Giant chunks of manmade space junk regularly fall to Earth. Yet no one has ever been reported hurt by them.
Chunks of debris weighing 2 tons or more from satellites and rocket parts fall uncontrolled every three weeks or so, said an analysis by a Harvard University astronomer. And that's just based on the past three years.
Go back a decade or so when countries didn't try to control these falling objects. Back then, 2-ton chunks fell to Earth much more frequently, said Jonathan McDowell, who runs Jonathan's Space Report, which tracks the world's space launches and satellites.
It's likely that 50 to 200 "large" pieces of manmade space debris return to Earth every year, said the Center for Orbital and Reentry Debris Studies. In the past 40 years, about 12 million pounds of manmade space junk has survived reentering Earth's atmosphere, the center said.
Yet experts know of only one report of a person being hit. Lottie Williams of Tulsa, Okla., was hit on the shoulder in 1997 by a small piece of debris from a Delta rocket. She was unhurt.

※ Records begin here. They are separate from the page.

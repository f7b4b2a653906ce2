//! Shared query parameter types for API handlers.

use serde::Deserialize;

/// Representation requested by a listing endpoint.
#[derive(Debug, Clone, Copy, Default, PartialEq, Eq, Deserialize)]
#[serde(rename_all = "lowercase")]
pub enum ResponseFormat {
    #[default]
    Json,
    Atom,
}

/// `?format=` parameter accepted by listing endpoints.
#[derive(Debug, Default, Deserialize)]
pub struct FormatParams {
    #[serde(default)]
    pub format: ResponseFormat,
}
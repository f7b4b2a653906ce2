//! Word-level diff of a long-text field change (issue description).
//!
//! Both sides are split into word and whitespace tokens, aligned by longest
//! common subsequence, and emitted as ordered chunks of added, removed and
//! unchanged text.

use serde::{Deserialize, Serialize};

/// Above this many token pairs the alignment table is skipped and the change
/// is reported as a whole-value replacement.
pub const MAX_DIFF_CELLS: usize = 4_000_000;

/// The status of a chunk in a diff.
#[derive(Debug, Clone, Copy, PartialEq, Eq, Serialize, Deserialize)]
#[serde(rename_all = "snake_case")]
pub enum DiffStatus {
    Added,
    Removed,
    Unchanged,
}

impl DiffStatus {
    pub fn as_str(&self) -> &'static str {
        match self {
            Self::Added => "added",
            Self::Removed => "removed",
            Self::Unchanged => "unchanged",
        }
    }
}

impl std::fmt::Display for DiffStatus {
    fn fmt(&self, f: &mut std::fmt::Formatter<'_>) -> std::fmt::Result {
        f.write_str(self.as_str())
    }
}

/// A run of text sharing one status.
#[derive(Debug, Clone, PartialEq, Eq, Serialize, Deserialize)]
pub struct DiffChunk {
    pub status: DiffStatus,
    pub text: String,
}

/// Diff `old` against `new`, returning chunks in display order.
///
/// Adjacent chunks with the same status are merged. Within a changed region
/// removed text comes before added text.
pub fn word_diff(old: &str, new: &str) -> Vec<DiffChunk> {
    let a = tokenize(old);
    let b = tokenize(new);

    let mut ops: Vec<(DiffStatus, &str)> = Vec::with_capacity(a.len() + b.len());
    if a.len().saturating_mul(b.len()) > MAX_DIFF_CELLS {
        ops.extend(a.iter().map(|t| (DiffStatus::Removed, *t)));
        ops.extend(b.iter().map(|t| (DiffStatus::Added, *t)));
    } else {
        align(&a, &b, &mut ops);
    }

    let mut chunks: Vec<DiffChunk> = Vec::new();
    for (status, text) in ops {
        match chunks.last_mut() {
            Some(last) if last.status == status => last.text.push_str(text),
            _ => chunks.push(DiffChunk {
                status,
                text: text.to_string(),
            }),
        }
    }
    chunks
}

/// Split into maximal runs of whitespace and non-whitespace.
fn tokenize(text: &str) -> Vec<&str> {
    let mut tokens = Vec::new();
    let mut start = 0;
    let mut prev_ws: Option<bool> = None;
    for (i, c) in text.char_indices() {
        let ws = c.is_whitespace();
        if prev_ws.is_some_and(|p| p != ws) {
            tokens.push(&text[start..i]);
            start = i;
        }
        prev_ws = Some(ws);
    }
    if start < text.len() {
        tokens.push(&text[start..]);
    }
    tokens
}

fn align<'a>(a: &[&'a str], b: &[&'a str], ops: &mut Vec<(DiffStatus, &'a str)>) {
    let (n, m) = (a.len(), b.len());
    // lcs[i][j] = LCS length of a[i..] and b[j..]
    let mut lcs = vec![vec![0u32; m + 1]; n + 1];
    for i in (0..n).rev() {
        for j in (0..m).rev() {
            lcs[i][j] = if a[i] == b[j] {
                lcs[i + 1][j + 1] + 1
            } else {
                lcs[i + 1][j].max(lcs[i][j + 1])
            };
        }
    }

    let (mut i, mut j) = (0, 0);
    let mut added: Vec<&'a str> = Vec::new();
    while i < n || j < m {
        if i < n && j < m && a[i] == b[j] {
            ops.extend(added.drain(..).map(|t| (DiffStatus::Added, t)));
            ops.push((DiffStatus::Unchanged, a[i]));
            i += 1;
            j += 1;
        } else if j < m && (i == n || lcs[i][j + 1] > lcs[i + 1][j]) {
            added.push(b[j]);
            j += 1;
        } else {
            ops.push((DiffStatus::Removed, a[i]));
            i += 1;
        }
    }
    ops.extend(added.drain(..).map(|t| (DiffStatus::Added, t)));
}
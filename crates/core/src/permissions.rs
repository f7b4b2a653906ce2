//! Project-scoped permissions and the per-request authorization snapshot.
//!
//! Permission names must match the values stored in `roles.permissions`
//! (see `20261001000003_create_roles_and_members.sql`).

use std::collections::BTreeSet;
use std::str::FromStr;

use serde::{Deserialize, Serialize};

use crate::types::DbId;

/// A named capability granted to a role on a project.
#[derive(Debug, Clone, Copy, PartialEq, Eq, PartialOrd, Ord, Hash, Serialize, Deserialize)]
#[serde(rename_all = "snake_case")]
pub enum Permission {
    ViewIssues,
    AddIssueNotes,
    EditIssueNotes,
    EditOwnIssueNotes,
    ViewPrivateNotes,
    SetNotesPrivate,
}

impl Permission {
    pub const ALL: [Permission; 6] = [
        Self::ViewIssues,
        Self::AddIssueNotes,
        Self::EditIssueNotes,
        Self::EditOwnIssueNotes,
        Self::ViewPrivateNotes,
        Self::SetNotesPrivate,
    ];

    /// String representation used in the database and in logs.
    pub fn as_str(&self) -> &'static str {
        match self {
            Self::ViewIssues => "view_issues",
            Self::AddIssueNotes => "add_issue_notes",
            Self::EditIssueNotes => "edit_issue_notes",
            Self::EditOwnIssueNotes => "edit_own_issue_notes",
            Self::ViewPrivateNotes => "view_private_notes",
            Self::SetNotesPrivate => "set_notes_private",
        }
    }
}

impl std::fmt::Display for Permission {
    fn fmt(&self, f: &mut std::fmt::Formatter<'_>) -> std::fmt::Result {
        f.write_str(self.as_str())
    }
}

impl FromStr for Permission {
    type Err = String;

    fn from_str(s: &str) -> Result<Self, Self::Err> {
        Self::ALL
            .iter()
            .copied()
            .find(|p| p.as_str() == s)
            .ok_or_else(|| format!("Unknown permission '{s}'"))
    }
}

/// A set of permissions, typically the union of every role a user holds on
/// one project.
#[derive(Debug, Clone, Default, PartialEq, Eq, Serialize, Deserialize)]
pub struct PermissionSet(BTreeSet<Permission>);

impl PermissionSet {
    pub fn new() -> Self {
        Self::default()
    }

    /// Parse permission names, skipping names this service does not know.
    ///
    /// Roles are shared with other parts of the tracker, so unknown names are
    /// expected and are not an error.
    pub fn from_names<I, S>(names: I) -> Self
    where
        I: IntoIterator<Item = S>,
        S: AsRef<str>,
    {
        names
            .into_iter()
            .filter_map(|n| n.as_ref().parse().ok())
            .collect()
    }

    pub fn contains(&self, permission: Permission) -> bool {
        self.0.contains(&permission)
    }

    pub fn insert(&mut self, permission: Permission) -> bool {
        self.0.insert(permission)
    }

    pub fn remove(&mut self, permission: Permission) -> bool {
        self.0.remove(&permission)
    }

    pub fn iter(&self) -> impl Iterator<Item = Permission> + '_ {
        self.0.iter().copied()
    }
}

impl FromIterator<Permission> for PermissionSet {
    fn from_iter<T: IntoIterator<Item = Permission>>(iter: T) -> Self {
        Self(iter.into_iter().collect())
    }
}

/// User id standing for a caller without credentials.
///
/// Never assigned to a stored user (ids start at 1). The oracle answers for it
/// with the anonymous grant of public projects and nothing elsewhere.
pub const ANONYMOUS_USER_ID: DbId = 0;

/// Snapshot of what one user may do on one project, taken once per request.
///
/// The gate never consults shared role state; everything it needs to decide
/// is in this value.
#[derive(Debug, Clone, PartialEq, Eq)]
pub struct AuthContext {
    pub user_id: DbId,
    pub project_id: DbId,
    /// Administrators hold every permission on every project.
    pub is_admin: bool,
    pub permissions: PermissionSet,
}

impl AuthContext {
    pub fn new(user_id: DbId, project_id: DbId, permissions: PermissionSet) -> Self {
        Self {
            user_id,
            project_id,
            is_admin: false,
            permissions,
        }
    }

    pub fn admin(user_id: DbId, project_id: DbId) -> Self {
        Self {
            user_id,
            project_id,
            is_admin: true,
            permissions: PermissionSet::new(),
        }
    }

    pub fn allows(&self, permission: Permission) -> bool {
        self.is_admin || self.permissions.contains(permission)
    }

    pub fn is_anonymous(&self) -> bool {
        self.user_id == ANONYMOUS_USER_ID
    }
}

The reason space junk doesn't regularly hit people is simple: About 70 percent of the Earth is water. So the odds of anyone being hurt by any piece of re-entering space junk, said the orbital debris center that studies the issue: one in a trillion. You are far more likely to get hit by lightning, it said.
That doesn't take into account toxic fumes from the hydrazine rocket fuel, which is the reason Pentagon officials said they needed to shoot down the satellite.